[Recorded data]
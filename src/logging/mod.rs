//! Diagnostic logging to disk.
//!
//! The terminal is owned by the UI, so `tracing` output goes to a daily file
//! named `dogtabs_<date>.log` in the configured log directory (default:
//! `~/.local/share/dogtabs/logs/`).

use crate::config::LoggingConfig;
use anyhow::{anyhow, Context, Result};
use chrono::NaiveDate;
use std::fs::{self, OpenOptions};
use std::path::PathBuf;
use std::sync::Mutex;
use tracing_subscriber::EnvFilter;

/// Install the global subscriber. Returns the log file path, or `None` when
/// logging is disabled.
pub fn init(config: &LoggingConfig) -> Result<Option<PathBuf>> {
    if !config.enabled {
        return Ok(None);
    }

    let log_dir = expand_home(&config.log_dir);
    fs::create_dir_all(&log_dir)
        .with_context(|| format!("Failed to create log directory {}", log_dir.display()))?;

    let path = log_dir.join(log_file_name(chrono::Local::now().date_naive()));
    let file = OpenOptions::new()
        .create(true)
        .append(true)
        .open(&path)
        .with_context(|| format!("Failed to open log file {}", path.display()))?;

    let filter = EnvFilter::try_from_default_env()
        .or_else(|_| EnvFilter::try_new(&config.level))
        .with_context(|| format!("Invalid log level '{}'", config.level))?;

    tracing_subscriber::fmt()
        .with_env_filter(filter)
        .with_writer(Mutex::new(file))
        .with_ansi(false)
        .try_init()
        .map_err(|e| anyhow!("Failed to install log subscriber: {}", e))?;

    Ok(Some(path))
}

fn log_file_name(date: NaiveDate) -> String {
    format!("dogtabs_{}.log", date.format("%Y-%m-%d"))
}

// Expand ~ in log_dir
fn expand_home(dir: &str) -> PathBuf {
    if let Some(rest) = dir.strip_prefix("~/") {
        if let Some(home) = dirs::home_dir() {
            return home.join(rest);
        }
    }
    PathBuf::from(dir)
}
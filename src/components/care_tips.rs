use crate::motion::{Transition, Visibility};
use std::time::Duration;

#[derive(Debug, Clone, Copy, PartialEq, Eq)]
pub struct CareTip {
    pub title: &'static str,
    pub description: &'static str,
}

pub const CARE_HEADING: &str = "Essential Dog Care Tips";

pub static CARE_TIPS: [CareTip; 5] = [
    CareTip {
        title: "Balanced Diet",
        description: "Provide a balanced diet appropriate for your dog's age, size, and activity level.",
    },
    CareTip {
        title: "Regular Exercise",
        description: "Ensure your dog gets regular exercise through walks, playtime, and activities.",
    },
    CareTip {
        title: "Veterinary Check-ups",
        description: "Schedule regular check-ups with a veterinarian for vaccinations and health screenings.",
    },
    CareTip {
        title: "Grooming",
        description: "Groom your dog regularly, including brushing their coat and teeth.",
    },
    CareTip {
        title: "Mental Stimulation",
        description: "Offer mental stimulation through training, puzzle toys, and interactive games.",
    },
];

const TIP_ENTER: Duration = Duration::from_millis(500);
const STAGGER_STEP: Duration = Duration::from_millis(100);

pub fn stagger_delay(index: usize) -> Duration {
    STAGGER_STEP * index as u32
}

/// Fixed tip cards. The only per-mount state is each card's entrance.
#[derive(Debug)]
pub struct CareTipList {
    entrances: Vec<Transition>,
}

impl CareTipList {
    pub fn new(animations: bool) -> Self {
        let entrances = (0..CARE_TIPS.len())
            .map(|i| {
                if animations {
                    Transition::new(TIP_ENTER).with_delay(stagger_delay(i))
                } else {
                    Transition::completed()
                }
            })
            .collect();
        Self { entrances }
    }

    pub fn cards(&self) -> Vec<(&'static CareTip, Visibility)> {
        CARE_TIPS
            .iter()
            .zip(&self.entrances)
            .map(|(tip, t)| {
                let vis = if t.is_done() {
                    Visibility::Shown
                } else if t.is_started() {
                    Visibility::Entering(t.progress())
                } else {
                    Visibility::Hidden
                };
                (tip, vis)
            })
            .collect()
    }

    pub fn advance(&mut self, dt: Duration) -> bool {
        self.entrances
            .iter_mut()
            .fold(false, |animating, t| t.advance(dt) || animating)
    }

    pub fn is_animating(&self) -> bool {
        self.entrances.iter().any(|t| !t.is_done())
    }
}
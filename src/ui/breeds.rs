use crate::components::breed_browser::{BreedBrowser, BREED_DESCRIPTION};
use crate::motion::Visibility;
use crate::ui::input_box;
use crate::ui::layout::grid_columns;
use crate::ui::theme::Theme;
use ratatui::prelude::*;
use ratatui::widgets::{Block, Borders, Paragraph, Wrap};
use unicode_width::{UnicodeWidthChar, UnicodeWidthStr};

const CARD_HEIGHT: u16 = 8;
const CARD_HEIGHT_NO_URL: u16 = 6;

pub fn render(
    frame: &mut Frame,
    area: Rect,
    browser: &BreedBrowser,
    opacity: f32,
    live: bool,
    show_urls: bool,
) {
    if area.height < 4 {
        return;
    }
    let search_area = Rect::new(area.x, area.y, area.width, 3);
    input_box::render(frame, search_area, browser, opacity, live);

    let grid = Rect::new(area.x, area.y + 4, area.width, area.height.saturating_sub(4));
    let cards = browser.rendered_cards();
    if cards.is_empty() {
        let hint = Paragraph::new(Line::from(Span::styled(
            format!("No breeds match \"{}\".", browser.search.text),
            Theme::faded(Theme::placeholder(), opacity),
        )));
        frame.render_widget(hint, grid);
        return;
    }

    let card_h = if show_urls { CARD_HEIGHT } else { CARD_HEIGHT_NO_URL };
    let cols = grid_columns(grid.width);
    let rows_fit = (grid.height / card_h).max(1) as usize;

    // Scroll so the selected card's row stays on screen
    let selected = browser.selected_breed();
    let selected_pos = selected
        .and_then(|name| cards.iter().position(|(n, _)| *n == name))
        .unwrap_or(0);
    let first_row = (selected_pos / cols).saturating_sub(rows_fit - 1);

    let col_w = grid.width / cols as u16;
    for (slot, (name, vis)) in cards
        .iter()
        .enumerate()
        .skip(first_row * cols)
        .take(rows_fit * cols)
        .map(|(i, card)| (i - first_row * cols, card))
    {
        let row = (slot / cols) as u16;
        let col = (slot % cols) as u16;
        let cell = Rect::new(grid.x + col * col_w, grid.y + row * card_h, col_w, card_h);
        if cell.bottom() > grid.bottom() {
            break;
        }
        let is_selected = Some(*name) == selected;
        render_card(frame, cell, browser, name, *vis, opacity, is_selected, show_urls);
    }
}

#[allow(clippy::too_many_arguments)]
fn render_card(
    frame: &mut Frame,
    cell: Rect,
    browser: &BreedBrowser,
    name: &str,
    vis: Visibility,
    page_opacity: f32,
    selected: bool,
    show_urls: bool,
) {
    let opacity = vis.opacity() * page_opacity;
    if opacity <= 0.0 {
        return;
    }

    // Cards grow in from slightly smaller and shrink on the way out
    let inset = if opacity < 0.6 { 1 } else { 0 };
    let mut area = Rect::new(
        cell.x + inset,
        cell.y,
        cell.width.saturating_sub(1 + 2 * inset),
        cell.height.saturating_sub(1),
    );
    if area.width < 4 {
        area = cell;
    }

    let border = if selected {
        Theme::border_focused()
    } else {
        Theme::border()
    };
    let block = Block::default()
        .title(Span::styled(
            format!(" {} ", name),
            Theme::faded(Theme::title(), opacity),
        ))
        .borders(Borders::ALL)
        .border_type(if selected {
            Theme::border_type_focused()
        } else {
            Theme::border_type()
        })
        .border_style(Theme::faded(border, opacity))
        .style(Theme::card_bg());

    let mut inner = block.inner(area);
    frame.render_widget(block, area);
    if inner.height == 0 {
        return;
    }

    if show_urls {
        let url = fit_width(&browser.image_url(name), inner.width as usize);
        frame.render_widget(
            Paragraph::new(Span::styled(url, Theme::faded(Theme::link(), opacity))),
            Rect::new(inner.x, inner.y, inner.width, 1),
        );
        inner = Rect::new(inner.x, inner.y + 1, inner.width, inner.height - 1);
    }

    let description = Paragraph::new(Span::styled(
        BREED_DESCRIPTION,
        Theme::faded(Style::default().fg(Theme::TEXT_SECONDARY), opacity),
    ))
    .wrap(Wrap { trim: true });
    frame.render_widget(description, inner);
}

/// Clip `text` to `width` columns, marking the cut with an ellipsis.
fn fit_width(text: &str, width: usize) -> String {
    if text.width() <= width {
        return text.to_string();
    }
    let mut out = String::new();
    let mut used = 0;
    for c in text.chars() {
        let w = c.width().unwrap_or(0);
        if used + w + 1 > width {
            break;
        }
        out.push(c);
        used += w;
    }
    if width > 0 {
        out.push('…');
    }
    out
}
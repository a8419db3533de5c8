//! Breed gallery with live search.
//!
//! The visible set is never stored: it is recomputed from the search term
//! whenever it is asked for, so it cannot drift from the input.

use crate::components::input::InputState;
use crate::motion::{ListPresence, Timing, Visibility};
use std::time::Duration;
use tracing::debug;

pub const BREEDS: [&str; 10] = [
    "Labrador Retriever",
    "German Shepherd",
    "Golden Retriever",
    "French Bulldog",
    "Bulldog",
    "Poodle",
    "Beagle",
    "Rottweiler",
    "Dachshund",
    "Siberian Husky",
];

pub const BREED_DESCRIPTION: &str =
    "A popular and beloved dog breed known for its unique characteristics and charm.";

pub const SEARCH_PLACEHOLDER: &str = "Search breeds...";

pub const CARD_TIMING: Timing = Timing::symmetric(Duration::from_millis(300));

/// Case-insensitive substring filter that keeps the input order.
pub fn filter_breeds<'a>(breeds: &[&'a str], term: &str) -> Vec<&'a str> {
    let needle = term.to_lowercase();
    breeds
        .iter()
        .copied()
        .filter(|breed| breed.to_lowercase().contains(&needle))
        .collect()
}

/// Image-search keyword for a breed: lowercased, with the first space turned
/// into a hyphen. Later spaces are left alone.
pub fn slugify(name: &str) -> String {
    name.to_lowercase().replacen(' ', "-", 1)
}

pub fn image_url(service: &str, name: &str) -> String {
    format!("https://{}/400x300/?{}", service, slugify(name))
}

#[derive(Debug)]
pub struct BreedBrowser {
    pub search: InputState,
    pub selected: usize,
    cards: ListPresence<&'static str>,
    image_service: String,
}

impl BreedBrowser {
    pub fn new(image_service: impl Into<String>, timing: Timing) -> Self {
        Self {
            search: InputState::new(),
            selected: 0,
            cards: ListPresence::new(BREEDS, timing),
            image_service: image_service.into(),
        }
    }

    pub fn visible_breeds(&self) -> Vec<&'static str> {
        filter_breeds(&BREEDS, &self.search.text)
    }

    /// Apply an edit to the search box and reconcile the card set.
    pub fn edit_search(&mut self, edit: impl FnOnce(&mut InputState)) {
        let before = self.search.text.clone();
        edit(&mut self.search);
        if self.search.text == before {
            return;
        }
        let visible = self.visible_breeds();
        debug!(term = %self.search.text, matches = visible.len(), "breed search updated");
        self.cards.sync(&visible);
        self.selected = self.selected.min(visible.len().saturating_sub(1));
    }

    pub fn select_next(&mut self) {
        let len = self.visible_breeds().len();
        if len > 0 {
            self.selected = (self.selected + 1).min(len - 1);
        }
    }

    pub fn select_prev(&mut self) {
        self.selected = self.selected.saturating_sub(1);
    }

    pub fn selected_breed(&self) -> Option<&'static str> {
        self.visible_breeds().get(self.selected).copied()
    }

    pub fn image_url(&self, breed: &str) -> String {
        image_url(&self.image_service, breed)
    }

    /// Cards to draw this frame in list order, including ones still leaving.
    pub fn rendered_cards(&self) -> Vec<(&'static str, Visibility)> {
        BREEDS
            .iter()
            .filter_map(|breed| self.cards.visibility(breed).map(|v| (*breed, v)))
            .collect()
    }

    pub fn advance(&mut self, dt: Duration) -> bool {
        self.cards.advance(dt)
    }

    pub fn is_animating(&self) -> bool {
        self.cards.is_animating()
    }
}
pub mod model;

use anyhow::{Context, Result};
use std::path::{Path, PathBuf};

pub use model::{AppConfig, LoggingConfig};

pub fn config_path() -> PathBuf {
    dirs::config_dir()
        .unwrap_or_else(|| PathBuf::from("."))
        .join("dogtabs")
        .join("config.toml")
}

pub fn load_config() -> Result<AppConfig> {
    load_config_from(&config_path())
}

/// Missing file means defaults; the result is always validated.
pub fn load_config_from(path: &Path) -> Result<AppConfig> {
    let config = if path.exists() {
        let contents = std::fs::read_to_string(path)
            .with_context(|| format!("Failed to read config from {}", path.display()))?;
        toml::from_str(&contents).with_context(|| "Failed to parse config file")?
    } else {
        AppConfig::default()
    };
    config
        .validate()
        .with_context(|| format!("Invalid config in {}", path.display()))?;
    Ok(config)
}

pub fn save_config(config: &AppConfig) -> Result<PathBuf> {
    let path = config_path();
    save_config_to(config, &path)?;
    Ok(path)
}

pub fn save_config_to(config: &AppConfig, path: &Path) -> Result<()> {
    if let Some(parent) = path.parent() {
        std::fs::create_dir_all(parent)
            .with_context(|| format!("Failed to create config directory {}", parent.display()))?;
    }
    let contents = toml::to_string_pretty(config).with_context(|| "Failed to serialize config")?;
    std::fs::write(path, contents)
        .with_context(|| format!("Failed to write config to {}", path.display()))?;
    Ok(())
}

#[cfg(test)]
mod tests {
    use super::*;

    fn scratch_path(name: &str) -> PathBuf {
        std::env::temp_dir()
            .join(format!("dogtabs-test-{}-{}", std::process::id(), name))
            .join("config.toml")
    }

    #[test]
    fn test_missing_file_loads_defaults() {
        let path = scratch_path("missing");
        assert_eq!(load_config_from(&path).unwrap(), AppConfig::default());
    }

    #[test]
    fn test_saved_config_loads_back() {
        let path = scratch_path("saved");
        let mut config = AppConfig::default();
        config.ui.animations = false;
        config.facts.interval_ms = 7000;
        config.images.service = "images.example.org".into();

        save_config_to(&config, &path).unwrap();
        assert_eq!(load_config_from(&path).unwrap(), config);

        let _ = std::fs::remove_dir_all(path.parent().unwrap());
    }

    #[test]
    fn test_invalid_values_fail_to_load() {
        let path = scratch_path("invalid");
        std::fs::create_dir_all(path.parent().unwrap()).unwrap();
        std::fs::write(&path, "[facts]\ninterval_ms = 0\n").unwrap();

        let err = load_config_from(&path).unwrap_err();
        assert!(format!("{:#}", err).contains("facts.interval_ms must be greater than zero"));

        std::fs::write(&path, "[ui\n").unwrap();
        assert!(load_config_from(&path).is_err());

        let _ = std::fs::remove_dir_all(path.parent().unwrap());
    }
}
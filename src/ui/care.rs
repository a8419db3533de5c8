use crate::components::care_tips::{CareTipList, CARE_HEADING};
use crate::ui::theme::Theme;
use ratatui::prelude::*;
use ratatui::widgets::{Block, Borders, Paragraph, Wrap};

const TIP_HEIGHT: u16 = 4;
const SLIDE_COLS: f32 = 4.0;

pub fn render(frame: &mut Frame, area: Rect, list: &CareTipList, opacity: f32) {
    if area.height == 0 {
        return;
    }
    let heading = Paragraph::new(Line::from(Span::styled(
        CARE_HEADING,
        Theme::faded(Theme::title(), opacity),
    )));
    frame.render_widget(heading, Rect::new(area.x, area.y, area.width, 1));

    let mut y = area.y + 2;
    for (tip, vis) in list.cards() {
        if y + TIP_HEIGHT > area.bottom() {
            break;
        }
        let slot = Rect::new(area.x, y, area.width, TIP_HEIGHT);
        y += TIP_HEIGHT;

        let card_opacity = vis.opacity() * opacity;
        if card_opacity <= 0.0 {
            continue;
        }
        // Slides in horizontally while fading
        let indent = ((vis.offset() * SLIDE_COLS).round() as u16).min(slot.width / 4);
        let card = Rect::new(slot.x + indent, slot.y, slot.width - indent, slot.height);

        let block = Block::default()
            .title(Span::styled(
                format!(" {} ", tip.title),
                Theme::faded(Theme::title(), card_opacity),
            ))
            .borders(Borders::ALL)
            .border_type(Theme::border_type())
            .border_style(Theme::faded(Theme::border(), card_opacity))
            .style(Theme::card_bg());
        let body = Paragraph::new(Line::from(Span::styled(
            tip.description,
            Theme::faded(Style::default().fg(Theme::TEXT_SECONDARY), card_opacity),
        )))
        .block(block)
        .wrap(Wrap { trim: true });
        frame.render_widget(body, card);
    }
}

EXERCISE DETAILS
In the entries above, find the line with "regular check-ups with" and the line with "const CARD_HEIGHT: u16 = 8;", then set down exactly those two and every line between them, nothing else.

EXERCISE RESULT
        description: "Schedule regular check-ups with a veterinarian for vaccinations and health screenings.",
    },
    CareTip {
        title: "Grooming",
        description: "Groom your dog regularly, including brushing their coat and teeth.",
    },
    CareTip {
        title: "Mental Stimulation",
        description: "Offer mental stimulation through training, puzzle toys, and interactive games.",
    },
];

const TIP_ENTER: Duration = Duration::from_millis(500);
const STAGGER_STEP: Duration = Duration::from_millis(100);

pub fn stagger_delay(index: usize) -> Duration {
    STAGGER_STEP * index as u32
}

/// Fixed tip cards. The only per-mount state is each card's entrance.
#[derive(Debug)]
pub struct CareTipList {
    entrances: Vec<Transition>,
}

impl CareTipList {
    pub fn new(animations: bool) -> Self {
        let entrances = (0..CARE_TIPS.len())
            .map(|i| {
                if animations {
                    Transition::new(TIP_ENTER).with_delay(stagger_delay(i))
                } else {
                    Transition::completed()
                }
            })
            .collect();
        Self { entrances }
    }

    pub fn cards(&self) -> Vec<(&'static CareTip, Visibility)> {
        CARE_TIPS
            .iter()
            .zip(&self.entrances)
            .map(|(tip, t)| {
                let vis = if t.is_done() {
                    Visibility::Shown
                } else if t.is_started() {
                    Visibility::Entering(t.progress())
                } else {
                    Visibility::Hidden
                };
                (tip, vis)
            })
            .collect()
    }

    pub fn advance(&mut self, dt: Duration) -> bool {
        self.entrances
            .iter_mut()
            .fold(false, |animating, t| t.advance(dt) || animating)
    }

    pub fn is_animating(&self) -> bool {
        self.entrances.iter().any(|t| !t.is_done())
    }
}
filename src/ui/breeds.rs
use crate::components::breed_browser::{BreedBrowser, BREED_DESCRIPTION};
use crate::motion::Visibility;
use crate::ui::input_box;
use crate::ui::layout::grid_columns;
use crate::ui::theme::Theme;
use ratatui::prelude::*;
use ratatui::widgets::{Block, Borders, Paragraph, Wrap};
use unicode_width::{UnicodeWidthChar, UnicodeWidthStr};

const CARD_HEIGHT: u16 = 8;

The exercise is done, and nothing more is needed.